Аллея – жизненный путь будущего государя; он сможет перебраться через бурные воды истории, лишь продолжая военные успехи царственной бабки. Ключ к формуле власти – в надписи на глыбе (потому и глыба, что нерушима!). Это – постоянное напоминание о Наказе, данном Екатериной внукам.

Какой же итог ждет исполнившего Наказ? Все ответы, как полагается, даны были в конце живой книги.

Пройдя мимо водного ключа, расположенного за храмом Цереры и посвященного имени великой княгини-матери Марии Феодоровны, царевич попадал в пещеру нимфы Эгерии – наставницы Нумы Помпилия, второго царя Древнего Рима. (О том, что она одновременно была его возлюбленной, как-то забывалось.) Здесь отрок задумывался о чудесных плодах послушания.

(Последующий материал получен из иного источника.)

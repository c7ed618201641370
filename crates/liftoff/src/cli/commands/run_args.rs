//! Run parameters shared by schedule and plan

use chrono::Utc;
use clap::Args;

use liftoff_core::{Priority, RunContext};

/// Parameters of the decision-task run, read from flags or the environment
#[derive(Debug, Clone, Args)]
pub struct RunArgs {
    /// Decision task id; also the task group id and anchor dependency
    #[arg(long, env = "TASK_ID")]
    pub task_id: Option<String>,

    /// Repository the run was triggered for
    #[arg(long, env = "MOBILE_HEAD_REPOSITORY")]
    pub repository: Option<String>,

    /// Branch the run was triggered for
    #[arg(long, env = "MOBILE_HEAD_BRANCH")]
    pub branch: Option<String>,

    /// Commit the run was triggered for
    #[arg(long, env = "MOBILE_HEAD_REV")]
    pub commit: Option<String>,

    /// Scheduler id recorded on every task
    #[arg(long, env = "SCHEDULER_ID")]
    pub scheduler_id: Option<String>,

    /// Release date (YYYY-MM-DD or RFC 3339); defaults to today
    #[arg(long, env = "BUILD_DATE")]
    pub date: Option<String>,

    /// Trust level of the worker pools (1-3)
    #[arg(long, env = "TRUST_LEVEL", default_value_t = 1)]
    pub trust_level: u8,

    /// Use dep signing and staging secrets
    #[arg(long, env = "STAGING", value_parser = clap::builder::BoolishValueParser::new())]
    pub staging: bool,

    /// Priority of the scheduled tasks
    #[arg(long, default_value = "lowest")]
    pub priority: Priority,
}

impl RunArgs {
    /// Freeze the parameters into a run context
    pub fn context(&self) -> anyhow::Result<RunContext> {
        let mut builder = RunContext::builder()
            .staging(self.staging)
            .trust_level(self.trust_level)
            .priority(self.priority);

        if let Some(id) = &self.task_id {
            builder = builder.task_group_id(id);
        }
        if let Some(repo) = &self.repository {
            builder = builder.repo_url(repo);
        }
        if let Some(branch) = &self.branch {
            builder = builder.branch(branch);
        }
        if let Some(commit) = &self.commit {
            builder = builder.commit(commit);
        }
        if let Some(scheduler) = &self.scheduler_id {
            builder = builder.scheduler_id(scheduler);
        }
        if let Some(date) = &self.date {
            builder = builder.date(date);
        }

        Ok(builder.build(Utc::now().date_naive())?)
    }

    /// Parameters for commands that never reach the queue; missing
    /// identity fields get placeholders.
    pub fn offline_context(&self) -> anyhow::Result<RunContext> {
        let mut args = self.clone();
        args.task_id.get_or_insert_with(|| "decision".to_string());
        args.repository
            .get_or_insert_with(|| "https://github.com/example/fenix".to_string());
        args.branch.get_or_insert_with(|| "main".to_string());
        args.commit.get_or_insert_with(|| "0000000000000000".to_string());
        args.context()
    }
}

#[cfg(test)]
mod tests {
    use super::*;
    use clap::Parser;
    use liftoff_core::ContextError;

    #[derive(Debug, Parser)]
    struct Harness {
        #[command(flatten)]
        run: RunArgs,
    }

    fn parse(args: &[&str]) -> RunArgs {
        let mut argv = vec!["liftoff"];
        argv.extend_from_slice(args);
        Harness::try_parse_from(argv).unwrap().run
    }

    #[test]
    fn test_context_from_flags() {
        let run = parse(&[
            "--task-id",
            "decision0000000000000",
            "--repository",
            "https://github.com/example/fenix",
            "--branch",
            "main",
            "--commit",
            "abcdef",
            "--date",
            "2019-03-07",
            "--trust-level",
            "3",
            "--staging",
            "--priority",
            "very-high",
        ]);
        let context = run.context().unwrap();
        assert_eq!(context.task_group_id(), "decision0000000000000");
        assert_eq!(context.trust_level(), 3);
        assert!(context.is_staging());
        assert_eq!(context.priority(), Priority::VeryHigh);
        assert_eq!(context.date().to_string(), "2019-03-07");
    }

    #[test]
    fn test_invalid_trust_level_is_rejected() {
        let run = parse(&[
            "--task-id",
            "t",
            "--repository",
            "r",
            "--branch",
            "b",
            "--commit",
            "c",
            "--trust-level",
            "7",
        ]);
        let err = run.context().unwrap_err();
        assert!(matches!(
            err.downcast_ref::<ContextError>(),
            Some(ContextError::InvalidTrustLevel(7))
        ));
    }

    #[test]
    fn test_staging_accepts_boolish_environment() {
        let required = [
            "--task-id",
            "t",
            "--repository",
            "r",
            "--branch",
            "b",
            "--commit",
            "c",
        ];

        std::env::set_var("STAGING", "1");
        let staging = parse(&required);
        std::env::set_var("STAGING", "0");
        let production = parse(&required);
        std::env::remove_var("STAGING");

        assert!(staging.staging);
        assert!(staging.context().unwrap().is_staging());
        assert!(!production.staging);
    }

    #[test]
    fn test_offline_context_fills_placeholders() {
        let mut run = parse(&["--commit", "feedface"]);
        run.task_id = None;
        run.repository = None;
        run.branch = None;
        let context = run.offline_context().unwrap();
        assert_eq!(context.task_group_id(), "decision");
        assert_eq!(context.commit(), "feedface");
    }
}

И верные выводы, к которым он неизбежно приходил, подтверждались главным зрелищем – росписями семиколонного храма Розы без шипов, взнесенного на высокий холм. (Конец – делу венец.)

Здесь Петр Великий с купольной высоты взирал на блаженство России; Россия же, достойно окруженная символами богатства, промышленности, наук и художеств, опиралась на щит с изображением Екатерины.

Спустя четверть века в подобном саду, выполненном в екатерининском вкусе (еще раз: по проекту отца Андрея Сомборского), безмятежно расцветет тезка царя, Александр Пушкин.

…А там в безмолвии огромные чертоги,

На своды опершись, несутся к облакам.

Не здесь ли мирны дни вели земные боги?

Не се ль Минервы росской храм?

Не се ль Елизиум полнощный,

Прекрасный Царскосельской сад,

Где, льва сразив, почил орел России мощный

На лоне мира и отрад?

Увы! промчалися те времена златыя,

Когда под скипетром великия жены

Венчалась славою счастливая Россия,

Цветя под кровом тишины!

(Воспоминания в Царском Селе)

Самое слово «воспоминание» здесь лишено ретроспективного смысла. «Вспоминается» о том, чего пятнадцатилетний поэт не может помнить. Но мир «педагогической провинции», каковой ощущала бытие культура последней трети XVIII столетия (и какой изображает ее Пушкин), устроен так, что предметы сами помнят о себе, вспоминают себя; они не следы прошедшего, но сгустки непреходящего; они есть олицетворенное время, протекшее, но не иссякшее.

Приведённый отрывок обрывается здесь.